Real-time execution is crucial for deploying Vision-Language-Action (VLA) models in the physical world. Existing asynchronous inference methods primarily optimize trajectory smoothness, but neglect the critical latency in reacting to environmental changes. By rethinking the notion of reaction in action chunking policies, this paper presents a systematic analysis of the factors governing reaction time. We show that reaction time follows a uniform distribution determined jointly by the Time to First Action (TTFA) and the execution horizon. Moreover, we reveal that the standard practice of applying a constant schedule in flow-based VLAs can be inefficient and forces the system to complete all sampling steps before any movement can start, forming the bottleneck in reaction latency. To overcome this issue, we propose Fast Action Sampling for ImmediaTE Reaction (FASTER).

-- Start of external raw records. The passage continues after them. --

//! In-memory implementation of every repository trait.
//!
//! One lock guards folders, spells, characters, and the association, so
//! each multi-step primitive is applied as a unit. The store mirrors the
//! PostgreSQL constraints: sibling names are unique, folders holding spells
//! cannot be deleted singly, and removing a spell drops its associations.

use std::collections::{BTreeMap, BTreeSet, HashMap};

use async_trait::async_trait;
use chrono::Utc;
use tokio::sync::RwLock;
use tracing::debug;

use grimoire_core::error::AppError;
use grimoire_core::result::AppResult;
use grimoire_core::{CharacterId, FolderId, SpellId};
use grimoire_entity::{Character, Convocation, Folder, FolderListing, Spell};

use crate::repositories::{CharacterRepository, FolderRepository, SpellRepository};

/// Name given to the seeded root folder.
pub const ROOT_FOLDER_NAME: &str = "root";

/// Shared in-memory catalog.
#[derive(Debug)]
pub struct MemoryStore {
    state: RwLock<MemoryState>,
}

#[derive(Debug)]
struct MemoryState {
    folders: BTreeMap<FolderId, Folder>,
    spells: BTreeMap<SpellId, Spell>,
    characters: BTreeMap<CharacterId, Character>,
    relations: BTreeSet<(CharacterId, SpellId)>,
    next_folder_id: i64,
    next_spell_id: i64,
    next_character_id: i64,
}

impl MemoryState {
    fn seeded() -> Self {
        let root = Folder {
            id: FolderId::ROOT,
            name: ROOT_FOLDER_NAME.to_string(),
            parent_id: None,
            created_at: Utc::now(),
        };

        Self {
            folders: BTreeMap::from([(root.id, root)]),
            spells: BTreeMap::new(),
            characters: BTreeMap::new(),
            relations: BTreeSet::new(),
            next_folder_id: FolderId::ROOT.get() + 1,
            next_spell_id: 1,
            next_character_id: 1,
        }
    }

    fn children(&self, parent_id: FolderId) -> impl Iterator<Item = &Folder> {
        self.folders
            .values()
            .filter(move |f| f.parent_id == Some(parent_id))
    }

    fn name_taken(&self, parent_id: FolderId, name: &str, except: Option<FolderId>) -> bool {
        self.children(parent_id)
            .any(|f| f.name == name && Some(f.id) != except)
    }

    fn has_spells(&self, id: FolderId) -> bool {
        self.spells.values().any(|s| s.folder_id == id)
    }

    fn has_subfolders(&self, id: FolderId) -> bool {
        self.children(id).next().is_some()
    }

    fn sibling_conflict() -> AppError {
        AppError::conflict("A folder with that name already exists in the target folder")
    }

    fn folder_not_found(id: FolderId) -> AppError {
        AppError::not_found(format!("Folder {id} not found"))
    }

    fn character_view(&self, character: &Character) -> Character {
        let mut view = character.clone();
        view.known_spell_ids = self
            .relations
            .range((character.id, SpellId(i64::MIN))..=(character.id, SpellId(i64::MAX)))
            .map(|(_, spell_id)| *spell_id)
            .collect();
        view
    }
}

impl MemoryStore {
    /// Create a store holding only the root folder.
    pub fn new() -> Self {
        Self {
            state: RwLock::new(MemoryState::seeded()),
        }
    }

    /// File a new spell. `None` files it in the root folder.
    pub async fn insert_spell(
        &self,
        name: &str,
        convocation: Convocation,
        level: i32,
        folder_id: Option<FolderId>,
    ) -> AppResult<SpellId> {
        let mut state = self.state.write().await;
        let folder_id = folder_id.unwrap_or(FolderId::ROOT);
        if !state.folders.contains_key(&folder_id) {
            return Err(MemoryState::folder_not_found(folder_id));
        }

        let id = SpellId(state.next_spell_id);
        state.next_spell_id += 1;
        state.spells.insert(
            id,
            Spell {
                id,
                name: name.to_string(),
                convocation,
                level,
                folder_id,
                created_at: Utc::now(),
            },
        );
        Ok(id)
    }

    /// Register a new character with no known spells.
    pub async fn insert_character(
        &self,
        name: &str,
        convocations: Vec<Convocation>,
    ) -> AppResult<CharacterId> {
        let mut state = self.state.write().await;
        let id = CharacterId(state.next_character_id);
        state.next_character_id += 1;
        state.characters.insert(
            id,
            Character {
                id,
                name: name.to_string(),
                convocations,
                known_spell_ids: Vec::new(),
                created_at: Utc::now(),
            },
        );
        Ok(id)
    }

    /// Number of spells in the catalog.
    pub async fn spell_count(&self) -> usize {
        self.state.read().await.spells.len()
    }

    /// Number of folders, root included.
    pub async fn folder_count(&self) -> usize {
        self.state.read().await.folders.len()
    }

    /// Every (character, spell) pair in the association.
    pub async fn relations(&self) -> Vec<(CharacterId, SpellId)> {
        self.state.read().await.relations.iter().copied().collect()
    }
}

impl Default for MemoryStore {
    fn default() -> Self {
        Self::new()
    }
}

#[async_trait]
impl FolderRepository for MemoryStore {
    async fn list_all(&self) -> AppResult<Vec<Folder>> {
        Ok(self.state.read().await.folders.values().cloned().collect())
    }

    async fn find_by_id(&self, id: FolderId) -> AppResult<Option<Folder>> {
        Ok(self.state.read().await.folders.get(&id).cloned())
    }

    async fn find_by_path(&self, segments: &[String]) -> AppResult<Option<Folder>> {
        let state = self.state.read().await;
        let mut current = FolderId::ROOT;
        for segment in segments {
            match state.children(current).find(|f| &f.name == segment) {
                Some(folder) => current = folder.id,
                None => return Ok(None),
            }
        }
        Ok(state.folders.get(&current).cloned())
    }

    async fn find_child(&self, parent_id: FolderId, name: &str) -> AppResult<Option<Folder>> {
        let state = self.state.read().await;
        Ok(state.children(parent_id).find(|f| f.name == name).cloned())
    }

    async fn create(&self, name: &str, parent_id: FolderId) -> AppResult<FolderId> {
        let mut state = self.state.write().await;
        if !state.folders.contains_key(&parent_id) {
            return Err(AppError::not_found("Parent folder not found"));
        }
        if state.name_taken(parent_id, name, None) {
            return Err(MemoryState::sibling_conflict());
        }

        let id = FolderId(state.next_folder_id);
        state.next_folder_id += 1;
        state.folders.insert(
            id,
            Folder {
                id,
                name: name.to_string(),
                parent_id: Some(parent_id),
                created_at: Utc::now(),
            },
        );
        Ok(id)
    }

    async fn delete(&self, id: FolderId) -> AppResult<bool> {
        let mut state = self.state.write().await;
        match state.folders.get(&id) {
            Some(folder) if !folder.is_root() => {}
            _ => return Ok(false),
        }
        if state.has_spells(id) || state.has_subfolders(id) {
            return Err(AppError::database(format!(
                "Folder {id} is still referenced by spells or subfolders"
            )));
        }
        Ok(state.folders.remove(&id).is_some())
    }

    async fn rename(&self, id: FolderId, name: &str) -> AppResult<Folder> {
        let mut state = self.state.write().await;
        let parent_id = state
            .folders
            .get(&id)
            .and_then(|f| f.parent_id)
            .ok_or_else(|| MemoryState::folder_not_found(id))?;
        if state.name_taken(parent_id, name, Some(id)) {
            return Err(MemoryState::sibling_conflict());
        }

        let folder = state
            .folders
            .get_mut(&id)
            .ok_or_else(|| MemoryState::folder_not_found(id))?;
        folder.name = name.to_string();
        Ok(folder.clone())
    }

    async fn move_folder(&self, id: FolderId, parent_id: FolderId) -> AppResult<Folder> {
        let mut state = self.state.write().await;
        let name = match state.folders.get(&id) {
            Some(folder) if !folder.is_root() => folder.name.clone(),
            _ => return Err(MemoryState::folder_not_found(id)),
        };
        if !state.folders.contains_key(&parent_id) {
            return Err(AppError::not_found("Parent folder not found"));
        }
        if state.name_taken(parent_id, &name, Some(id)) {
            return Err(MemoryState::sibling_conflict());
        }

        let folder = state
            .folders
            .get_mut(&id)
            .ok_or_else(|| MemoryState::folder_not_found(id))?;
        folder.parent_id = Some(parent_id);
        Ok(folder.clone())
    }

    async fn exists(&self, id: FolderId) -> AppResult<bool> {
        Ok(self.state.read().await.folders.contains_key(&id))
    }

    async fn is_empty(&self, id: FolderId) -> AppResult<bool> {
        let state = self.state.read().await;
        Ok(!state.has_spells(id) && !state.has_subfolders(id))
    }

    async fn has_spells(&self, id: FolderId) -> AppResult<bool> {
        Ok(self.state.read().await.has_spells(id))
    }

    async fn has_subfolders(&self, id: FolderId) -> AppResult<bool> {
        Ok(self.state.read().await.has_subfolders(id))
    }

    async fn get_contents(&self, id: FolderId) -> AppResult<FolderListing> {
        let state = self.state.read().await;
        let mut subfolders: Vec<Folder> = state.children(id).cloned().collect();
        subfolders.sort_by(|a, b| a.name.cmp(&b.name));
        let mut spells: Vec<Spell> = state
            .spells
            .values()
            .filter(|s| s.folder_id == id)
            .cloned()
            .collect();
        spells.sort_by(|a, b| a.name.cmp(&b.name));
        Ok(FolderListing { subfolders, spells })
    }

    async fn delete_recursive(&self, id: FolderId) -> AppResult<u64> {
        let mut state = self.state.write().await;
        match state.folders.get(&id) {
            Some(folder) if !folder.is_root() => {}
            _ => return Err(MemoryState::folder_not_found(id)),
        }

        let mut subtree = BTreeSet::from([id]);
        let mut frontier = vec![id];
        while let Some(current) = frontier.pop() {
            let children: Vec<FolderId> = state.children(current).map(|f| f.id).collect();
            for child in children {
                if subtree.insert(child) {
                    frontier.push(child);
                }
            }
        }

        let doomed: BTreeSet<SpellId> = state
            .spells
            .values()
            .filter(|s| subtree.contains(&s.folder_id))
            .map(|s| s.id)
            .collect();

        state.spells.retain(|spell_id, _| !doomed.contains(spell_id));
        state
            .relations
            .retain(|(_, spell_id)| !doomed.contains(spell_id));
        state.folders.retain(|folder_id, _| !subtree.contains(folder_id));

        debug!(
            folder_id = %id,
            folders = subtree.len(),
            spells = doomed.len(),
            "Subtree removed"
        );

        Ok(subtree.len() as u64)
    }

    async fn move_contents_to_parent(&self, id: FolderId) -> AppResult<()> {
        let mut state = self.state.write().await;
        let parent_id = match state.folders.get(&id) {
            Some(folder) => folder
                .parent_id
                .ok_or_else(|| AppError::validation("The root folder cannot be deleted"))?,
            None => return Err(MemoryState::folder_not_found(id)),
        };

        let moving: Vec<(FolderId, String)> = state
            .children(id)
            .map(|f| (f.id, f.name.clone()))
            .collect();
        if moving
            .iter()
            .any(|(_, name)| state.name_taken(parent_id, name, Some(id)))
        {
            return Err(MemoryState::sibling_conflict());
        }

        for (child_id, _) in &moving {
            if let Some(child) = state.folders.get_mut(child_id) {
                child.parent_id = Some(parent_id);
            }
        }
        for spell in state.spells.values_mut().filter(|s| s.folder_id == id) {
            spell.folder_id = parent_id;
        }
        state.folders.remove(&id);
        Ok(())
    }
}

#[async_trait]
impl SpellRepository for MemoryStore {
    async fn find_by_id(&self, id: SpellId) -> AppResult<Option<Spell>> {
        Ok(self.state.read().await.spells.get(&id).cloned())
    }

    async fn find_by_ids(&self, ids: &[SpellId]) -> AppResult<Vec<Spell>> {
        let state = self.state.read().await;
        let wanted: BTreeSet<SpellId> = ids.iter().copied().collect();
        let mut spells: Vec<Spell> = wanted
            .iter()
            .filter_map(|id| state.spells.get(id).cloned())
            .collect();
        spells.sort_by(|a, b| a.name.cmp(&b.name));
        Ok(spells)
    }

    async fn find_by_folder_id(&self, folder_id: FolderId) -> AppResult<Vec<Spell>> {
        let state = self.state.read().await;
        let mut spells: Vec<Spell> = state
            .spells
            .values()
            .filter(|s| s.folder_id == folder_id)
            .cloned()
            .collect();
        spells.sort_by(|a, b| a.name.cmp(&b.name));
        Ok(spells)
    }

    async fn move_spells_to_folder(&self, from: FolderId, to: FolderId) -> AppResult<u64> {
        let mut state = self.state.write().await;
        if !state.folders.contains_key(&to) {
            return Err(MemoryState::folder_not_found(to));
        }
        let mut moved = 0;
        for spell in state.spells.values_mut().filter(|s| s.folder_id == from) {
            spell.folder_id = to;
            moved += 1;
        }
        Ok(moved)
    }

    async fn count_by_folders(
        &self,
        folder_ids: &[FolderId],
    ) -> AppResult<HashMap<FolderId, u64>> {
        let state = self.state.read().await;
        let wanted: BTreeSet<FolderId> = folder_ids.iter().copied().collect();
        let mut counts = HashMap::new();
        for spell in state.spells.values() {
            if wanted.contains(&spell.folder_id) {
                *counts.entry(spell.folder_id).or_insert(0) += 1;
            }
        }
        Ok(counts)
    }
}

#[async_trait]
impl CharacterRepository for MemoryStore {
    async fn find_by_id(&self, id: CharacterId) -> AppResult<Option<Character>> {
        let state = self.state.read().await;
        Ok(state
            .characters
            .get(&id)
            .map(|character| state.character_view(character)))
    }

    async fn has_spell(&self, character_id: CharacterId, spell_id: SpellId) -> AppResult<bool> {
        Ok(self
            .state
            .read()
            .await
            .relations
            .contains(&(character_id, spell_id)))
    }

    async fn add_spell(&self, character_id: CharacterId, spell_id: SpellId) -> AppResult<()> {
        let mut state = self.state.write().await;
        if !state.characters.contains_key(&character_id) || !state.spells.contains_key(&spell_id) {
            return Err(AppError::not_found(format!(
                "Character {character_id} or spell {spell_id} not found"
            )));
        }
        state.relations.insert((character_id, spell_id));
        Ok(())
    }

    async fn remove_spell(&self, character_id: CharacterId, spell_id: SpellId) -> AppResult<bool> {
        Ok(self
            .state
            .write()
            .await
            .relations
            .remove(&(character_id, spell_id)))
    }
}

By introducing a Horizon-Aware Schedule, FASTER adaptively prioritizes near-term actions during flow sampling, compressing the denoising of the immediate reaction by tenfold (e.g., in $π_{0.5}$ and X-VLA) into a single step, while preserving the quality of long-horizon trajectory. Coupled with a streaming client-server pipeline, FASTER substantially reduces the effective reaction latency on real robots, especially when deployed on consumer-grade GPUs. Real-world experiments, including a highly dynamic table tennis task, prove that FASTER unlocks unprecedented real-time responsiveness for generalist policies, enabling rapid generation of accurate and smooth trajectories.

Figures (13)

• Figure 1: We propose FASTER to alleviate the reaction latency bottleneck in action chunking flow policies. By compressing the sampling iterations of the immediate reaction into a single step, FASTER (bottom) achieves 10$\times$ acceleration compared to original $\pi_{0.5}$ and X-VLA (top). This enables real-time responsiveness in highly dynamic tasks such as playing table tennis. FASTER is a plug-and-play solution for flow-based VLAs, demanding no architectural modifications or additional training.

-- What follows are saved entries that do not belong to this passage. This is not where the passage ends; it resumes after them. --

//! Character spell management CLI commands.

use clap::{Args, Subcommand};
use serde::Serialize;
use tabled::Tabled;

use super::Catalog;
use crate::output::{self, OutputFormat};
use grimoire_core::error::AppError;
use grimoire_core::{CharacterId, SpellId};
use grimoire_entity::Spell;

/// Arguments for character commands
#[derive(Debug, Args)]
pub struct CharacterArgs {
    /// Character subcommand
    #[command(subcommand)]
    pub command: CharacterCommand,
}

/// Character subcommands
#[derive(Debug, Subcommand)]
pub enum CharacterCommand {
    /// Teach a spell to a character
    Learn {
        /// Character ID
        character: i64,
        /// Spell ID
        spell: i64,
    },
    /// Remove a spell from a character
    Forget {
        /// Character ID
        character: i64,
        /// Spell ID
        spell: i64,
    },
    /// List the spells a character knows
    Spells {
        /// Character ID
        character: i64,
    },
}

/// Spell display row for table output
#[derive(Debug, Serialize, Tabled)]
struct SpellRow {
    /// Spell ID
    id: i64,
    /// Name
    name: String,
    /// Convocation
    convocation: String,
    /// Level
    level: i32,
    /// Folder ID
    folder: i64,
}

impl From<&Spell> for SpellRow {
    fn from(spell: &Spell) -> Self {
        Self {
            id: spell.id.get(),
            name: spell.name.clone(),
            convocation: spell.convocation.to_string(),
            level: spell.level,
            folder: spell.folder_id.get(),
        }
    }
}

/// Execute character commands
pub async fn execute(
    args: &CharacterArgs,
    catalog: &Catalog,
    format: OutputFormat,
) -> Result<(), AppError> {
    match &args.command {
        CharacterCommand::Learn { character, spell } => {
            catalog
                .relationships
                .add_spell_to_character(CharacterId(*character), SpellId(*spell))
                .await?;
            output::print_success(&format!(
                "Character {} now knows spell {}",
                character, spell
            ));
        }
        CharacterCommand::Forget { character, spell } => {
            catalog
                .relationships
                .remove_spell_from_character(CharacterId(*character), SpellId(*spell))
                .await?;
            output::print_success(&format!(
                "Character {} no longer knows spell {}",
                character, spell
            ));
        }
        CharacterCommand::Spells { character } => {
            let spells = catalog
                .relationships
                .get_character_spells(CharacterId(*character))
                .await?;
            let rows: Vec<SpellRow> = spells.iter().map(SpellRow::from).collect();
            output::print_list(&rows, format);
        }
    }

    Ok(())
}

• Figure 2: Temporal pipelines of (a) synchronous and (b) asynchronous inference in a robotic system composed of an action chunking policy server and a robot client. As indicated by the best and worst cases, reaction time depends on both inference latency and the interval between consecutive inference-execution cycles. We also illustrate the decomposition of two adjacent action chunks to clarify the discretized inference delay $d$ and the execution horizon $s$ (bounded by $s_{\text{min}}$ and $H-d$) in the asynchronous client.
• Figure 3: Visualizations of (a) straightness $S(\mathbf{A})$ of the denoising path during sampling of the action chunk, and (b) differences between the intermediate clean action estimates $\tilde{\mathbf{A}}_{t}^{\tau\rightarrow 0}$ at each sampling timestep $\tau$ and the final output $\mathbf{A}_{t}^{0}$.

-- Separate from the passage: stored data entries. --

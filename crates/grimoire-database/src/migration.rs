//! Database migration runner.

use sqlx::PgPool;
use tracing::info;

use grimoire_core::error::{AppError, ErrorKind};

/// Run all pending database migrations.
///
/// The initial migration also seeds the root folder.
pub async fn run_migrations(pool: &PgPool) -> Result<(), AppError> {
    info!("Running database migrations...");

    sqlx::migrate!("../../migrations")
        .run(pool)
        .await
        .map_err(|e| {
            AppError::with_source(
                ErrorKind::Database,
                format!("Failed to run migrations: {e}"),
                e,
            )
        })?;

    info!("Database migrations completed successfully");
    Ok(())
}
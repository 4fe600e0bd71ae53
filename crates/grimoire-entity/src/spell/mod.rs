//! Spell domain entities.

pub mod convocation;
pub mod model;

pub use convocation::Convocation;
pub use model::Spell;
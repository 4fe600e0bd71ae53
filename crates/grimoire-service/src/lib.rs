//! # grimoire-service
//!
//! Domain-consistency layer for Grimoire. [`FolderService`] and
//! [`TreeService`] own the folder hierarchy invariants; [`RelationshipService`]
//! owns the character/spell association and its convocation gate.
//!
//! Services follow constructor injection: repositories are provided at
//! construction time as `Arc<dyn ...>` handles and no state is kept
//! between calls.

pub mod character;
pub mod folder;
pub mod validation;

pub use character::{RelationshipService, is_eligible};
pub use folder::{FolderService, FolderSnapshot, TreeService};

• Figure 4: Illustration of (a) constant timestep schedule used in conventional flow sampling and (b) Horizon-Aware Schedule (HAS) used in FASTER that allocates adaptive hit times across the action chunk and accelerates the sampling of early actions, enabling streaming output.
• Figure 5: Comparison of real-world reaction speed on the table tennis task. Left: Visualization of rollouts on RTX 4090, the third column corresponds to the contact moment, and the interval between each image in a row is 166.7ms. Right: Quantitative completion scores on two GPUs.